Менялись у Конрада в потоке времени и другие оценки. В 30-е гг. он, как и почти все советские японисты, был сторонником будущей отмены «феодальной» иероглифической письменности. Но в 1969 г. он писал переводчику своей книги «Восток и Запад» на японский язык: «Нет, не отменяйте у себя иероглифы!.. Берегите это национальное достояние!».

Итак, до конца жизни Конрад менялся. Но среди многих его коллег, особенно более молодых, его фигура олицетворяла незыблемость традиций классической науки. Сам облик старомодного ученого, изысканно одетого, носившего галстук-бабочку, ассоциировался со «славным прошлым». И мало кто уже помнил, что будущий академик писал в 20–30-е гг.

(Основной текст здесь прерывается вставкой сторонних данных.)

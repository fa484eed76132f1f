//! Player preferences
//!
//! Stored as JSON in LocalStorage on the web. Native runs only read them,
//! from an optional file.
//! Gameplay constants are not configurable; these only affect presentation.

use serde::{Deserialize, Serialize};

/// Quality preset levels
#[derive(Debug, Clone, Copy, PartialEq, Eq, Serialize, Deserialize, Default)]
pub enum QualityPreset {
    Low,
    #[default]
    Medium,
    High,
}

impl QualityPreset {
    pub fn as_str(&self) -> &'static str {
        match self {
            QualityPreset::Low => "Low",
            QualityPreset::Medium => "Medium",
            QualityPreset::High => "High",
        }
    }

    pub fn from_name(s: &str) -> Option<Self> {
        match s.to_lowercase().as_str() {
            "low" => Some(QualityPreset::Low),
            "medium" | "med" => Some(QualityPreset::Medium),
            "high" => Some(QualityPreset::High),
            _ => None,
        }
    }

    /// Triangles used to tessellate the ball
    pub fn circle_segments(&self) -> u32 {
        match self {
            QualityPreset::Low => 12,
            QualityPreset::Medium => 24,
            QualityPreset::High => 48,
        }
    }
}

/// Game settings/preferences
#[derive(Debug, Clone, PartialEq, Serialize, Deserialize)]
#[serde(default)]
pub struct Settings {
    /// Graphics quality preset
    pub quality: QualityPreset,
    /// High contrast palette
    pub high_contrast: bool,
    /// Pause automatically when the window loses focus
    pub pause_on_blur: bool,
    /// Show end-of-round messages as blocking alerts (web only)
    pub blocking_alerts: bool,
    /// Log filter level: "error", "warn", "info", "debug" or "trace"
    pub log_level: String,
}

impl Default for Settings {
    fn default() -> Self {
        Self {
            quality: QualityPreset::Medium,
            high_contrast: false,
            pause_on_blur: true,
            blocking_alerts: true,
            log_level: "info".to_string(),
        }
    }
}

impl Settings {
    /// LocalStorage key (used only in wasm32)
    #[cfg_attr(not(target_arch = "wasm32"), allow(dead_code))]
    const STORAGE_KEY: &'static str = "brick_breaker_settings";

    /// Environment variable naming the native settings file
    pub const PATH_ENV: &'static str = "BRICK_BREAKER_SETTINGS";

    /// Parse settings, falling back to defaults for missing fields
    pub fn from_json(json: &str) -> Result<Self, serde_json::Error> {
        serde_json::from_str(json)
    }

    pub fn to_json(&self) -> Result<String, serde_json::Error> {
        serde_json::to_string_pretty(self)
    }

    /// Parsed log level, `Info` when unrecognized
    pub fn log_level(&self) -> log::Level {
        self.log_level.parse().unwrap_or(log::Level::Info)
    }

    /// Load settings from LocalStorage (WASM only)
    #[cfg(target_arch = "wasm32")]
    pub fn load() -> Self {
        let storage = web_sys::window()
            .and_then(|w| w.local_storage().ok())
            .flatten();

        if let Some(storage) = storage {
            if let Ok(Some(json)) = storage.get_item(Self::STORAGE_KEY) {
                match Self::from_json(&json) {
                    Ok(settings) => {
                        log::info!("Loaded settings from LocalStorage");
                        return settings;
                    }
                    Err(e) => log::warn!("Ignoring stored settings: {}", e),
                }
            }
        }

        log::info!("Using default settings");
        Self::default()
    }

    /// Save settings to LocalStorage (WASM only)
    #[cfg(target_arch = "wasm32")]
    pub fn save(&self) {
        let storage = web_sys::window()
            .and_then(|w| w.local_storage().ok())
            .flatten();

        if let Some(storage) = storage {
            if let Ok(json) = self.to_json() {
                let _ = storage.set_item(Self::STORAGE_KEY, &json);
                log::info!("Settings saved");
            }
        }
    }

    /// Load settings from the file named by `BRICK_BREAKER_SETTINGS`, if set
    #[cfg(not(target_arch = "wasm32"))]
    pub fn load() -> Self {
        let Ok(path) = std::env::var(Self::PATH_ENV) else {
            return Self::default();
        };

        match std::fs::read_to_string(&path) {
            Ok(json) => match Self::from_json(&json) {
                Ok(settings) => {
                    log::info!("Loaded settings from {}", path);
                    settings
                }
                Err(e) => {
                    log::warn!("Ignoring {}: {}", path, e);
                    Self::default()
                }
            },
            Err(e) => {
                log::warn!("Cannot read {}: {}", path, e);
                Self::default()
            }
        }
    }
}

К этому добавлялся и другой фактор. Академик, пользуясь своим официальным положением и авторитетом, активно помогал людям из своего окружения, в той или иной степени «отклонявшимся от официальной линии». Некоторые из них под конец его жизни стали пополнять ряды диссидентов, а позже эмигрировали. Покровительствовал он не только востоковедам, например, пригласив для оформления издания Достоевского в «Литературных памятниках» Э. Неизвестного. Бывали у него и столкновения с начальством. Конрад, как показывает его переписка, несколько лет был увлечен возникшей у него идеей издать в одном томе три знаменитые «исповеди»: Августина, Ж.-Ж. Руссо и Л. Н. Толстого, развернулась работа (Августин и Руссо были заново переведены), но «инстанции» выступили против (возражение вызвали не только епископ Августин, но и, казалось бы, канонизированный Толстой), издание не состоялось. Все это поддерживало репутацию «прогрессивного ученого».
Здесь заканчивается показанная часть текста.